Pioglitazone, a peroxisome proliferator-activated receptor-γ agonist, attenuates left ventricular remodeling and failure after experimental myocardial infarction

Background - Peroxisome proliferator-activated receptor-γ activators have recently been implicated as regulators of cellular proliferation and inflammatory response such as cytokine expression. Because proinflammatory cytokines play a critical role in left ventricular (LV) remodeling after myocardial infarction (MI), we examined the effects of pioglitazone treatment in an experimental model of chronic heart failure. Methods and Results - Mice with extensive anterior MI were treated with placebo or pioglitazone (3 mg·kg^-1·d^-1) as a dietary supplement for 4 weeks starting 6 hours after surgery. Infarct size and glucose levels were similar among all groups. LV cavity dilatation and dysfunction by echocardiography were significantly attenuated in MI mice given pioglitazone.

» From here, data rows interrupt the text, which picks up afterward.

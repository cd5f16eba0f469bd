//! Benchwright XML Tree
//!
//! A small, ordered XML element tree plus a deterministic renderer. Element
//! and attribute order are preserved exactly as built, because top-level
//! section order in a tool definition is part of the external contract.

#![warn(missing_docs)]
#![warn(clippy::all)]

pub mod element;
pub mod escape;
pub mod render;

// Re-exports
pub use element::Element;
pub use escape::{escape_attr, escape_text};
pub use render::render;
//! Parameter-type classifier.
//!
//! This is the single source of truth for how an abstract type tag maps to a
//! widget shape and to runtime normalization requirements. Both the
//! synthesizer (widget choice) and the command compiler (which flag a key
//! appears under) consult this table; the normalizer sees its decisions
//! threaded through the synthesized command text.

use serde::{Deserialize, Serialize};

/// Widget kinds in the closed vocabulary.
#[derive(Debug, Clone, Copy, PartialEq, Eq, Hash, Serialize, Deserialize)]
pub enum WidgetKind {
    /// Free-text entry
    Text,
    /// Checkbox
    Boolean,
    /// Integer entry, optionally bounded
    Integer,
    /// Float entry, optionally bounded
    Float,
    /// Single-choice dropdown
    Select,
    /// Multi-choice dropdown; always optional
    MultiSelect,
    /// Repeated container wrapping one inner text widget
    Repeat,
    /// Dataset picker with a declared format
    Data,
}

/// Classification of one parameter-type tag.
#[derive(Debug, Clone, PartialEq, Eq)]
pub struct ParamClass {
    /// Widget shape to render
    pub widget: WidgetKind,
    /// Whether the submitted value must be boolean-coerced at runtime
    pub is_boolean: bool,
    /// Whether the submitted value must be unpacked as a list at runtime
    pub is_list_like: bool,
    /// Whether min/max attributes apply when the blueprint supplies them
    pub needs_bounds: bool,
    /// Lower bound implied by the tag itself, independent of the blueprint
    pub implied_min: Option<i64>,
    /// Accepted dataset format, for data widgets only
    pub data_format: Option<String>,
}

impl ParamClass {
    fn plain(widget: WidgetKind) -> Self {
        Self {
            widget,
            is_boolean: false,
            is_list_like: false,
            needs_bounds: false,
            implied_min: None,
            data_format: None,
        }
    }
}

/// Classify a parameter-type tag.
///
/// Total over all inputs: tags outside the closed vocabulary fall back to a
/// text widget rather than failing. Matching is case-sensitive.
#[must_use]
pub fn classify(param_type: &str) -> ParamClass {
    match param_type {
        "STRING" => ParamClass::plain(WidgetKind::Text),
        "BOOLEAN" => ParamClass {
            is_boolean: true,
            ..ParamClass::plain(WidgetKind::Boolean)
        },
        "INTEGER" => ParamClass {
            needs_bounds: true,
            ..ParamClass::plain(WidgetKind::Integer)
        },
        "Positive integer" => ParamClass {
            needs_bounds: true,
            implied_min: Some(1),
            ..ParamClass::plain(WidgetKind::Integer)
        },
        "FLOAT" => ParamClass {
            needs_bounds: true,
            ..ParamClass::plain(WidgetKind::Float)
        },
        "SELECT" => ParamClass::plain(WidgetKind::Select),
        "MULTISELECT" => ParamClass {
            is_list_like: true,
            ..ParamClass::plain(WidgetKind::MultiSelect)
        },
        "LIST" => ParamClass {
            is_list_like: true,
            ..ParamClass::plain(WidgetKind::Repeat)
        },
        "TABULAR" | "CSV" | "TSV" | "TXT" | "RDS" => ParamClass {
            data_format: Some(param_type.to_lowercase()),
            ..ParamClass::plain(WidgetKind::Data)
        },
        // Unrecognized tags degrade to free text rather than failing.
        _ => ParamClass::plain(WidgetKind::Text),
    }
}

#[cfg(test)]
mod tests {
    use super::*;

    #[test]
    fn test_string_is_text() {
        let c = classify("STRING");
        assert_eq!(c.widget, WidgetKind::Text);
        assert!(!c.is_boolean);
        assert!(!c.is_list_like);
    }

    #[test]
    fn test_boolean() {
        let c = classify("BOOLEAN");
        assert_eq!(c.widget, WidgetKind::Boolean);
        assert!(c.is_boolean);
    }

    #[test]
    fn test_numeric_bounds() {
        assert!(classify("INTEGER").needs_bounds);
        assert!(classify("FLOAT").needs_bounds);
        assert_eq!(classify("INTEGER").implied_min, None);
    }

    #[test]
    fn test_positive_integer_implies_min() {
        let c = classify("Positive integer");
        assert_eq!(c.widget, WidgetKind::Integer);
        assert_eq!(c.implied_min, Some(1));
    }

    #[test]
    fn test_select_kinds() {
        assert_eq!(classify("SELECT").widget, WidgetKind::Select);
        let multi = classify("MULTISELECT");
        assert_eq!(multi.widget, WidgetKind::MultiSelect);
        assert!(multi.is_list_like);
    }

    #[test]
    fn test_list_is_repeat_and_list_like() {
        let c = classify("LIST");
        assert_eq!(c.widget, WidgetKind::Repeat);
        assert!(c.is_list_like);
    }

    #[test]
    fn test_dataset_tags_lowercase_format() {
        let c = classify("TABULAR");
        assert_eq!(c.widget, WidgetKind::Data);
        assert_eq!(c.data_format.as_deref(), Some("tabular"));
        assert_eq!(classify("CSV").data_format.as_deref(), Some("csv"));
    }

    #[test]
    fn test_unrecognized_falls_back_to_text() {
        assert_eq!(classify("MYSTERY").widget, WidgetKind::Text);
        // Matching is case-sensitive, so a lowercase tag is unrecognized.
        assert_eq!(classify("string").widget, WidgetKind::Text);
        assert_eq!(classify("boolean").widget, WidgetKind::Text);
    }
}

LV end-diastolic pressure was increased in MI mice and was significantly reduced by pioglitazone treatment. Pioglitazone partially normalized LV dP/dt_max and dP/dt_min, indices of LV contractile function, which were significantly reduced in MI mice. Improvement of LV function by pioglitazone was accompanied by a decrease in myocyte hypertrophy and interstitial fibrosis and a reduced expression of tumor necrosis factor-α, transforming growth factor-β, and monocyte chemoattractant protein-1 genes in the noninfarcted LV from MI mice, LV inducible nitric oxide synthase and gelatinase B protein levels were increased in MI and were not altered by pioglitazone treatment. Conclusions - Pioglitazone improved LV remodeling and function in mice with post-MI heart failure. This effect was associated with an attenuated LV expression of inflammatory cytokines and chemokines. Peroxisome proliferator-activated receptor-γ ligands have promise as preventive and therapeutic agents against heart failure.